The history of Derbyshire
The evidence of the very first people to settle in Derbyshire is around 200,000 years ago – around the time of the interglacial age in Aveley. Archeologists found a hand axe in Hopton that is believed to be Middle Paleolithic Acheulean.
There was also evidence of hunter-gatherers around the hilly tundra that is believed to date way back during the Stone Age – specifically during the Upper Paleolithic and Neolithic periods. These nomadic tribes left evidence of their stay in limestone caves along the Nottinghamshire border. The occupancy, according to the evidence uncovered, revealed that the occupants lived in the cave between 12,000 to 7,000 BCE.
More evidence was also uncovered that proved the presence of Neolithic settlers in the history of Derbyshire county. There were burial mounds and chambered tombs that were used for collective burial purposes. These were found in the central region of Derbyshire. The tombs found in both Five Wells and Minninglow date back the period between 2000 and 2500 BCE.
Another interesting part of this county’s history is the Arbor Low Neolithic henge monument – believed to have been there since 2500 BCE.
There were also signs of agricultural activities and settlements during the Bronze Age. There were signs of hut circles, arable fields, and clearance in the Peak District moors. Another was found in Swarkestone.

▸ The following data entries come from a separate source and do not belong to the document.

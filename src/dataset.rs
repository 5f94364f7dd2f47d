//! Discovery of per-class samples under a `train/` directory and per-class feature extraction.

use std::{
    fs,
    path::{Path, PathBuf},
};

use rayon::prelude::*;
use tracing::info;

use crate::{
    features::{average_features, FeatureExtractor, FeatureSet},
    Error, Result,
};

/// Name of the directory under the root holding one sub-directory per class.
pub const TRAIN_DIR: &str = "train";

/// Options that control which samples are read for each class.
#[derive(Debug, Clone, PartialEq, Eq)]
pub struct SampleOptions {
    /// Number of feature dimensions produced for each sample.
    pub dimensions: usize,
    /// Maximum number of samples averaged for each class.
    pub sample_size: usize,
    /// File extension (without the dot) that identifies sample files.
    pub extension: String,
}

/// A training directory laid out as `<root>/train/<class>/<sample files>`.
#[derive(Debug, Clone)]
pub struct TrainingDir {
    root: PathBuf,
    train: PathBuf,
}

impl TrainingDir {
    /// Open the training directory under `root`.
    ///
    /// Fails with `Error::MissingResource` if `root/train` is not a directory.
    pub fn open(root: impl Into<PathBuf>) -> Result<Self> {
        let root = root.into();
        let train = root.join(TRAIN_DIR);
        if !train.is_dir() {
            return Err(Error::MissingResource(train));
        }
        Ok(Self { root, train })
    }

    pub fn root(&self) -> &Path {
        &self.root
    }

    /// Class names, i.e. the sub-directories of `train/`, sorted by name.
    pub fn classes(&self) -> Result<Vec<String>> {
        let mut classes = Vec::new();
        for entry in fs::read_dir(&self.train)? {
            let entry = entry?;
            if !entry.file_type()?.is_dir() {
                continue;
            }
            let name = entry.file_name().into_string().map_err(|name| {
                Error::input(format!("class directory name {name:?} is not valid UTF-8"))
            })?;
            classes.push(name);
        }
        classes.sort();
        Ok(classes)
    }

    /// Sample files for `class` with the given extension, sorted by name and truncated to
    /// `sample_size` entries.
    pub fn samples(
        &self,
        class: &str,
        extension: &str,
        sample_size: usize,
    ) -> Result<Vec<PathBuf>> {
        let dir = self.train.join(class);
        if !dir.is_dir() {
            return Err(Error::MissingResource(dir));
        }
        let mut samples = Vec::new();
        for entry in fs::read_dir(&dir)? {
            let path = entry?.path();
            if path.is_file() && path.extension().is_some_and(|e| e == extension) {
                samples.push(path);
            }
        }
        samples.sort();
        samples.truncate(sample_size);
        Ok(samples)
    }

    /// Average the features of each class's samples into an immutable `FeatureSet`.
    ///
    /// Every class is processed; any failure aborts the whole extraction.
    pub fn extract_features<E: FeatureExtractor + ?Sized>(
        &self,
        extractor: &E,
        options: &SampleOptions,
    ) -> Result<FeatureSet> {
        let classes = self.classes()?;
        info!(
            classes = classes.len(),
            sample_size = options.sample_size,
            "extracting class features"
        );
        let entries = classes
            .into_par_iter()
            .map(|class| {
                let samples = self.samples(&class, &options.extension, options.sample_size)?;
                if samples.is_empty() {
                    return Err(Error::input(format!(
                        "class {class} has no .{} samples",
                        options.extension
                    )));
                }
                let features = average_features(
                    extractor,
                    samples.iter().map(PathBuf::as_path),
                    options.dimensions,
                )?;
                Ok((class, features))
            })
            .collect::<Result<Vec<_>>>()?;
        FeatureSet::new(options.dimensions, entries)
    }
}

Invading Derbyshire county
The history of Derbyshire is also filled with tales of invasions and conquests.
Starting with the Romans, they were believed to have invaded Derbyshire because of the presence of lead ore. It was in abundance in the limestone hills of Derbyshire county. This led to the building of various settlements with forts near Brough. They also settled in Buxton for the warm springs. This is where they built the fort that is now known as Little Chester.
The rule of the Saxons came and the evidence is the fact that the kings of Mercia were also buried in this county. The Norman conquest was also a part of the history of Derbyshire. After that, the county was divided into various forest laws – depending on the area.
The Forest of High Peak was under the custodianship of William Peverel and those who descended from him. The other parts of the county were placed under the rule of Henry de Ferrers. Then, it was given to the Duchy of Lancaster. The Forest of East Derbyshire was the law in the area to the east of the River Derwent during the reign of Henry II to Edward I.
In time, the county of Derbyshire became known for being the birthplace of the Industrial Revolution in the 18th century. What was once a rural economy developed into a township – thanks to the factories that made this county its home. Mining also contributed to the development of the whole Derbyshire county.
This is the long yet eventful history of Derbyshire. Now that you have an understanding of what happened in the past, you should know the sites and historical places to visit within the area.